Sudanese migrants like Khater are increasingly visible in Brussels, around train stations, in public squares and parks, sometimes sleeping in the streets. Mehdi Kassou, an organizer for a volunteer group that provides shelter for about 500 migrants each night, estimates that about 45 percent of them are Sudanese.

Their presence reflects the latest phase in a migration crisis that has disrupted politics in one European country after another. It also leaves the center-right government of Belgium, which is set to hold elections next year, struggling to reconcile its legal and humanitarian obligations with its “tough but fair” rhetoric on migration, and a determination to avoid large-scale migrant camps in the capital.
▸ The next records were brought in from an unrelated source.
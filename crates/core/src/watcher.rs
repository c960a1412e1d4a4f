// SPDX-License-Identifier: BUSL-1.1
// Copyright (c) 2026 Alfred Jean LLC

//! Watcher configuration and the events watchers emit.
//!
//! A [`WatcherSpec`] is a tagged variant over eight watcher types sharing a
//! common envelope (`id`, `interval`, `conditions`); each variant carries
//! only the fields its type consumes. [`WatcherSpec::validate`] enforces
//! the "every configured type requires exactly the fields it consumes"
//! invariant before the watcher manager ever schedules a timer for it.

use std::time::Duration;

use serde::{Deserialize, Serialize};
use thiserror::Error;

use crate::define_id;

define_id! {
    /// Identifier for a registered watcher, operator-chosen (not generated).
    pub struct WatcherId;
}

#[derive(Debug, Clone, Copy, PartialEq, Eq, Serialize, Deserialize)]
pub enum WatcherCondition {
    Created,
    Changed,
    Deleted,
    Above,
    Below,
}

#[derive(Debug, Clone, PartialEq, Eq, Serialize, Deserialize)]
#[serde(tag = "type", rename_all = "snake_case")]
pub enum WatcherType {
    File {
        path: String,
        recursive: bool,
        check_hash: bool,
        pattern: Option<String>,
    },
    Directory {
        path: String,
        recursive: bool,
        check_hash: bool,
        pattern: Option<String>,
    },
    Process {
        process_name: Option<String>,
        pid: Option<u32>,
    },
    Port {
        port: u16,
        protocol: String,
    },
    Service {
        service_name: String,
    },
    Cpu {
        threshold: f64,
    },
    Memory {
        threshold: f64,
    },
    Disk {
        path: String,
        threshold: f64,
    },
}

impl WatcherType {
    pub fn kind(&self) -> &'static str {
        match self {
            WatcherType::File { .. } => "file",
            WatcherType::Directory { .. } => "directory",
            WatcherType::Process { .. } => "process",
            WatcherType::Port { .. } => "port",
            WatcherType::Service { .. } => "service",
            WatcherType::Cpu { .. } => "cpu",
            WatcherType::Memory { .. } => "memory",
            WatcherType::Disk { .. } => "disk",
        }
    }
}

#[derive(Debug, Clone, PartialEq, Serialize, Deserialize)]
pub struct WatcherSpec {
    pub id: WatcherId,
    #[serde(flatten)]
    pub watcher_type: WatcherType,
    pub interval: Duration,
    pub conditions: Vec<WatcherCondition>,
}

#[derive(Debug, Error, PartialEq, Eq)]
pub enum WatcherConfigError {
    #[error("watcher {id}: field '{field}' is required for type '{kind}'")]
    MissingField {
        id: String,
        kind: &'static str,
        field: &'static str,
    },
    #[error("watcher {0}: at least one condition is required")]
    NoConditions(String),
}

impl WatcherSpec {
    /// Reject configs missing a field their type consumes, or with no
    /// conditions at all. Returns `Ok(())` for a well-formed spec.
    pub fn validate(&self) -> Result<(), WatcherConfigError> {
        if self.conditions.is_empty() {
            return Err(WatcherConfigError::NoConditions(self.id.to_string()));
        }

        let missing = |field: &'static str| WatcherConfigError::MissingField {
            id: self.id.to_string(),
            kind: self.watcher_type.kind(),
            field,
        };

        match &self.watcher_type {
            WatcherType::File { path, .. } | WatcherType::Directory { path, .. } => {
                if path.is_empty() {
                    return Err(missing("path"));
                }
            }
            WatcherType::Process {
                process_name, pid, ..
            } => {
                if process_name.is_none() && pid.is_none() {
                    return Err(missing("process_name or pid"));
                }
            }
            WatcherType::Port { port, .. } => {
                if *port == 0 {
                    return Err(missing("port"));
                }
            }
            WatcherType::Service { service_name } => {
                if service_name.is_empty() {
                    return Err(missing("service_name"));
                }
            }
            WatcherType::Cpu { threshold } | WatcherType::Memory { threshold } => {
                if !threshold.is_finite() || *threshold <= 0.0 {
                    return Err(missing("threshold"));
                }
            }
            WatcherType::Disk { path, threshold } => {
                if path.is_empty() {
                    return Err(missing("path"));
                }
                if !threshold.is_finite() || *threshold <= 0.0 {
                    return Err(missing("threshold"));
                }
            }
        }

        Ok(())
    }
}

/// An event produced by a watcher transition, delivered to the master.
#[derive(Debug, Clone, Serialize, Deserialize)]
pub struct WatcherEvent {
    pub watcher_id: WatcherId,
    pub kind: String,
    pub condition: WatcherCondition,
    pub timestamp: u64,
    pub details: String,
}

impl WatcherEvent {
    pub fn new(
        watcher_id: WatcherId,
        kind: &'static str,
        condition: WatcherCondition,
        timestamp: u64,
        details: impl Into<String>,
    ) -> Self {
        Self {
            watcher_id,
            kind: kind.to_string(),
            condition,
            timestamp,
            details: details.into(),
        }
    }
}

#[cfg(test)]
mod tests {
    use super::*;

    fn file_spec(path: &str, conditions: Vec<WatcherCondition>) -> WatcherSpec {
        WatcherSpec {
            id: WatcherId::new("w1"),
            watcher_type: WatcherType::File {
                path: path.to_string(),
                recursive: false,
                check_hash: false,
                pattern: None,
            },
            interval: Duration::from_secs(1),
            conditions,
        }
    }

    #[test]
    fn file_watcher_with_empty_path_is_rejected() {
        let spec = file_spec("", vec![WatcherCondition::Created]);
        assert_eq!(
            spec.validate(),
            Err(WatcherConfigError::MissingField {
                id: "w1".to_string(),
                kind: "file",
                field: "path",
            })
        );
    }

    #[test]
    fn watcher_with_no_conditions_is_rejected() {
        let spec = file_spec("/tmp/t", vec![]);
        assert_eq!(
            spec.validate(),
            Err(WatcherConfigError::NoConditions("w1".to_string()))
        );
    }

    #[test]
    fn well_formed_file_watcher_validates() {
        let spec = file_spec("/tmp/t", vec![WatcherCondition::Created]);
        assert!(spec.validate().is_ok());
    }

    #[test]
    fn process_watcher_requires_name_or_pid() {
        let spec = WatcherSpec {
            id: WatcherId::new("w2"),
            watcher_type: WatcherType::Process {
                process_name: None,
                pid: None,
            },
            interval: Duration::from_secs(5),
            conditions: vec![WatcherCondition::Created],
        };
        assert!(spec.validate().is_err());
    }

    #[test]
    fn cpu_watcher_rejects_non_positive_threshold() {
        let spec = WatcherSpec {
            id: WatcherId::new("w3"),
            watcher_type: WatcherType::Cpu { threshold: 0.0 },
            interval: Duration::from_secs(5),
            conditions: vec![WatcherCondition::Above],
        };
        assert!(spec.validate().is_err());
    }
}
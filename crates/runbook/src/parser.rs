// SPDX-License-Identifier: BUSL-1.1
// Copyright (c) 2026 Alfred Jean LLC

//! Converts the Lua table a task script returns into a [`ParsedScript`].
//! The script is otherwise opaque to this crate: it is evaluated
//! elsewhere (the executor owns the `mlua::Lua` context), and only the
//! returned value reaches [`parse_script_result`].

use indexmap::IndexMap;
use mlua::Value as LuaValue;
use thiserror::Error;

use crate::task::{ParsedScript, TaskDef, TaskGroup};

#[derive(Debug, Error, PartialEq)]
pub enum ScriptParseError {
    #[error("task script did not return a table")]
    NotATable,
    #[error("task script returned an empty table")]
    Empty,
    #[error("group '{group}' field 'tasks' must be a sequence, found {found}")]
    TasksNotASequence { group: String, found: &'static str },
    #[error("group '{group}' has a task with no 'name' field")]
    TaskMissingName { group: String },
    #[error("group '{group}' value must be a table, found {found}")]
    GroupNotATable { group: String, found: &'static str },
}

/// Parse a script's return value into `groupName -> TaskGroup` per the
/// `{ [groupName] = { tasks = { ... } } }` contract. A non-table or
/// empty-table result is an error; the caller (the executor) maps that
/// straight onto `ExecuteTask`'s failure response.
pub fn parse_script_result(value: &LuaValue) -> Result<ParsedScript, ScriptParseError> {
    let LuaValue::Table(root) = value else {
        return Err(ScriptParseError::NotATable);
    };
    if root.pairs::<LuaValue, LuaValue>().next().is_none() {
        return Err(ScriptParseError::Empty);
    }

    let mut groups: ParsedScript = IndexMap::new();
    for pair in root.pairs::<String, LuaValue>() {
        let (group_name, group_value) = pair.map_err(|_| ScriptParseError::NotATable)?;
        let LuaValue::Table(group_table) = &group_value else {
            return Err(ScriptParseError::GroupNotATable {
                group: group_name,
                found: lua_type_name(&group_value),
            });
        };
        let tasks_value: LuaValue = group_table.get("tasks").unwrap_or(LuaValue::Nil);
        let tasks = parse_tasks(&group_name, &tasks_value)?;
        groups.insert(group_name, TaskGroup { tasks });
    }

    if groups.is_empty() {
        return Err(ScriptParseError::Empty);
    }
    Ok(groups)
}

fn parse_tasks(group: &str, value: &LuaValue) -> Result<Vec<TaskDef>, ScriptParseError> {
    match value {
        LuaValue::Nil => Ok(Vec::new()),
        LuaValue::Table(table) => {
            let mut tasks = Vec::new();
            for entry in table.clone().sequence_values::<LuaValue>() {
                let entry = entry.map_err(|_| ScriptParseError::TasksNotASequence {
                    group: group.to_string(),
                    found: "table",
                })?;
                tasks.push(parse_task(group, &entry)?);
            }
            Ok(tasks)
        }
        other => Err(ScriptParseError::TasksNotASequence {
            group: group.to_string(),
            found: lua_type_name(other),
        }),
    }
}

fn parse_task(group: &str, value: &LuaValue) -> Result<TaskDef, ScriptParseError> {
    let LuaValue::Table(table) = value else {
        return Err(ScriptParseError::TaskMissingName {
            group: group.to_string(),
        });
    };

    let name: Option<String> = table.get("name").ok();
    let name = name.ok_or_else(|| ScriptParseError::TaskMissingName {
        group: group.to_string(),
    })?;

    let run: Option<String> = table.get("run").ok();
    let delegate_to: Option<String> = table.get("delegate_to").ok();

    let mut extra = std::collections::HashMap::new();
    for pair in table.clone().pairs::<String, LuaValue>() {
        let Ok((key, val)) = pair else { continue };
        if matches!(key.as_str(), "name" | "run" | "delegate_to") {
            continue;
        }
        extra.insert(key, lua_value_to_json(&val));
    }

    Ok(TaskDef {
        name,
        run,
        delegate_to,
        extra,
    })
}

fn lua_type_name(value: &LuaValue) -> &'static str {
    match value {
        LuaValue::Nil => "nil",
        LuaValue::Boolean(_) => "boolean",
        LuaValue::Integer(_) => "integer",
        LuaValue::Number(_) => "number",
        LuaValue::String(_) => "string",
        LuaValue::Table(_) => "table",
        LuaValue::Function(_) => "function",
        _ => "userdata",
    }
}

fn lua_value_to_json(value: &LuaValue) -> serde_json::Value {
    match value {
        LuaValue::Nil => serde_json::Value::Null,
        LuaValue::Boolean(b) => serde_json::Value::Bool(*b),
        LuaValue::Integer(i) => serde_json::Value::from(*i),
        LuaValue::Number(n) => serde_json::Number::from_f64(*n)
            .map(serde_json::Value::Number)
            .unwrap_or(serde_json::Value::Null),
        LuaValue::String(s) => serde_json::Value::String(s.to_string_lossy()),
        LuaValue::Table(t) => {
            if t.raw_len() > 0 {
                let items: Vec<serde_json::Value> = t
                    .clone()
                    .sequence_values::<LuaValue>()
                    .filter_map(|v| v.ok())
                    .map(|v| lua_value_to_json(&v))
                    .collect();
                serde_json::Value::Array(items)
            } else {
                let mut map = serde_json::Map::new();
                for pair in t.clone().pairs::<String, LuaValue>().filter_map(|p| p.ok()) {
                    map.insert(pair.0, lua_value_to_json(&pair.1));
                }
                serde_json::Value::Object(map)
            }
        }
        _ => serde_json::Value::Null,
    }
}

#[cfg(test)]
#[path = "parser_tests.rs"]
mod tests;
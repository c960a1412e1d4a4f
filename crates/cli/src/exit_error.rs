// SPDX-License-Identifier: BUSL-1.1
// Copyright (c) 2026 Alfred Jean LLC

//! An [`anyhow::Error`] wrapper that carries an explicit process exit
//! code, so a command can fail with something other than the blanket
//! `1` every other error produces (§6.3: "Exit codes: 0 success,
//! non-zero on any RPC or resolution failure").

use std::fmt;

#[derive(Debug)]
pub struct ExitError {
    pub code: i32,
    pub message: String,
}

impl ExitError {
    pub fn new(code: i32, message: impl Into<String>) -> Self {
        Self {
            code,
            message: message.into(),
        }
    }
}

impl fmt::Display for ExitError {
    fn fmt(&self, f: &mut fmt::Formatter<'_>) -> fmt::Result {
        write!(f, "{}", self.message)
    }
}

impl std::error::Error for ExitError {}
use crate::prelude::*;

#[test]
fn agent_registers_and_appears_in_agent_list() {
    let registry = RunningRegistry::start();
    let agent = RunningAgent::start("spec-agent-list", &registry);

    let found = wait_for(3000, || {
        fleetctl(&registry.address)
            .args(&["agent", "list"])
            .passes()
            .stdout()
            .contains(&agent.name)
    });
    assert!(found, "agent should appear in `agent list` once registered");
}

#[test]
fn agent_get_reports_an_active_status_once_heartbeating() {
    let registry = RunningRegistry::start();
    let agent = RunningAgent::start("spec-agent-get", &registry);

    let active = wait_for(3000, || {
        fleetctl(&registry.address)
            .args(&["agent", "get", &agent.name])
            .passes()
            .stdout()
            .to_lowercase()
            .contains("active")
    });
    assert!(active, "a freshly heartbeating agent should show as active");
}

#[test]
fn agent_exec_streams_command_output_back_through_the_agent() {
    let registry = RunningRegistry::start();
    let agent = RunningAgent::start("spec-agent-exec", &registry);

    wait_for(3000, || {
        fleetctl(&registry.address)
            .args(&["agent", "list"])
            .passes()
            .stdout()
            .contains(&agent.name)
    });

    fleetctl(&registry.address)
        .args(&["agent", "exec", &agent.name, "echo hello-from-fleetd"])
        .passes()
        .stdout_has("hello-from-fleetd");
}

#[test]
fn agent_get_against_an_unknown_name_fails() {
    let registry = RunningRegistry::start();

    fleetctl(&registry.address)
        .args(&["agent", "get", "never-registered"])
        .fails()
        .stderr_has("not found");
}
Very few of the Sudanese people who have recently arrived in Brussels seem to be planning to stay: Sudan was not among the top 10 countries of origin for those applying for asylum in Belgium last month. Many, like Khater, hope to reach Britain, which is Sudan’s former colonial power and has a sizable Sudanese population.

And some are former residents of the “Jungle,” the camp near Calais, France’s main ferry port for travel to Britain, that became a symbol of the global migration crisis in 2015, home to migrants from the Middle East, Africa, Afghanistan and elsewhere.

When the French government closed the camp in October 2016, evacuating thousands and offering to resettle them around the country, many made their way to Brussels, another international transit hub. Over the summer, tents and makeshift shelters appeared in Maximilian Park. Migrants who might once have headed for Calais continue to arrive in the city, hoping to journey onward.

Khater certainly does not want to stay in Belgium. “I am afraid here,” he said, “because I don’t have an education, I don’t have money, I don’t speak French.”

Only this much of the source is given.